ABSTRACT
Introduction: Oxaliplatin-based chemotherapy has become the standard treatment for colorectal cancer and other gastrointestinal tumor types. Oxaliplatin-induced neurotoxicity is a major treatment-limiting side effect that compromizes the delivery of cancer treatment and causes long-standing neurological deficits that negatively impact upon patient quality of life
Areas covered: The prevention of oxaliplatin-induced neurotoxicity represents an important opportunity for new therapeutic product development to address this major unmet medical need. In this article, we describe a phase Ib clinical trial design, and study procedures and protocols, that we have developed and now propose for the early clinical evaluation of investigational therapeutics for preventing oxaliplatin-induced neurotoxicity.
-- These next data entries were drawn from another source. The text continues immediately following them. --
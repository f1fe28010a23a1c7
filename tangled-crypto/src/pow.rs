// src/pow.rs

//! Proof-of-work target derivation and nonce search.
//!
//! A hash meets a given difficulty when, read as a 256-bit big-endian
//! integer, it is smaller than `2^(256 - difficulty)` — equivalently,
//! when its top `difficulty` bits are all zero. Difficulty is adaptive
//! per issuer: `base + floor(gamma * messages_issued_in_window)`.

use crate::errors::{CryptoError, Result};
use crate::hash::sha256_hash;

/// Difficulty floor applied to every issuer regardless of recent activity
pub const BASE_DIFFICULTY: u32 = 10;

/// Weight applied to an issuer's recent message count when computing
/// their adaptive difficulty
pub const GAMMA: f64 = 0.2;

/// Trailing window, in seconds, over which recent messages are counted
/// for adaptive difficulty
pub const TIME_WINDOW: i64 = 60;

/// Upper bound on the nonce search space
pub const MAX_NONCE: u64 = 1 << 32;

/// Counts leading zero bits across a 32-byte hash
fn leading_zero_bits(hash: &[u8; 32]) -> u32 {
    let mut count = 0u32;
    for byte in hash {
        if *byte == 0 {
            count += 8;
            continue;
        }
        count += byte.leading_zeros();
        break;
    }
    count
}

/// Checks whether a hash satisfies the given difficulty
pub fn is_valid_hash(hash: &[u8; 32], difficulty: u32) -> bool {
    leading_zero_bits(hash) >= difficulty
}

/// Computes the SHA-256 hash of `msg` concatenated with `nonce`
pub fn pow_hash(msg: &str, nonce: u64) -> [u8; 32] {
    sha256_hash(format!("{}{}", msg, nonce).as_bytes())
}

/// Searches for a nonce that makes `pow_hash(msg, nonce)` satisfy
/// `difficulty`, scanning `0..MAX_NONCE`.
///
/// # Example
/// ```
/// use tangled_crypto::pow::{search_nonce, is_valid_hash, pow_hash};
///
/// let (hash, nonce) = search_nonce("hello", 4).unwrap();
/// assert!(is_valid_hash(&hash, 4));
/// assert_eq!(pow_hash("hello", nonce), hash);
/// ```
pub fn search_nonce(msg: &str, difficulty: u32) -> Result<([u8; 32], u64)> {
    for nonce in 0..MAX_NONCE {
        let hash = pow_hash(msg, nonce);
        if is_valid_hash(&hash, difficulty) {
            return Ok((hash, nonce));
        }
    }
    Err(CryptoError::PowExhausted)
}

/// Computes the adaptive difficulty for an issuer given how many
/// messages they issued within the trailing window
///
/// # Example
/// ```
/// use tangled_crypto::pow::adaptive_difficulty;
///
/// assert_eq!(adaptive_difficulty(0), 10);
/// assert_eq!(adaptive_difficulty(5), 11);
/// ```
pub fn adaptive_difficulty(recent_message_count: usize) -> u32 {
    BASE_DIFFICULTY + (GAMMA * recent_message_count as f64).floor() as u32
}

#[cfg(test)]
mod tests {
    use super::*;

    #[test]
    fn test_leading_zero_bits_all_zero() {
        let hash = [0u8; 32];
        assert_eq!(leading_zero_bits(&hash), 256);
    }

    #[test]
    fn test_leading_zero_bits_first_byte_nonzero() {
        let mut hash = [0u8; 32];
        hash[0] = 0b0000_1000;
        assert_eq!(leading_zero_bits(&hash), 4);
    }

    #[test]
    fn test_is_valid_hash() {
        let hash = [0u8; 32];
        assert!(is_valid_hash(&hash, 256));

        let mut nonzero = [0u8; 32];
        nonzero[0] = 0xff;
        assert!(!is_valid_hash(&nonzero, 1));
    }

    #[test]
    fn test_search_nonce_low_difficulty() {
        let (hash, nonce) = search_nonce("test message", 4).unwrap();
        assert!(is_valid_hash(&hash, 4));
        assert_eq!(pow_hash("test message", nonce), hash);
    }

    #[test]
    fn test_pow_hash_deterministic() {
        let hash1 = pow_hash("data", 42);
        let hash2 = pow_hash("data", 42);
        assert_eq!(hash1, hash2);
    }

    #[test]
    fn test_adaptive_difficulty_floor() {
        assert_eq!(adaptive_difficulty(0), BASE_DIFFICULTY);
    }

    #[test]
    fn test_adaptive_difficulty_scales_with_activity() {
        assert_eq!(adaptive_difficulty(5), BASE_DIFFICULTY + 1);
        assert_eq!(adaptive_difficulty(10), BASE_DIFFICULTY + 2);
        assert_eq!(adaptive_difficulty(4), BASE_DIFFICULTY);
    }
}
Expert opinion: Recently, several advances have been made in the development of research methodologies applicable to the clinical evaluation of investigational drugs for preventing oxaliplatin-induced neurotoxicity. As we gain better understanding of the mechanisms of oxaliplatin-induced neurotoxicity, we will be able to use these methods to develop and test more effective and targeted neuroprotective agents that may not only improve patients’ quality of life but also improve treatment delivery and survival outcomes.
Article highlights
Oxaliplatin neurotoxicity is a major treatment-limiting toxicity that often leads to long-term neurological deficits reducing quality of life and limiting treatment delivery.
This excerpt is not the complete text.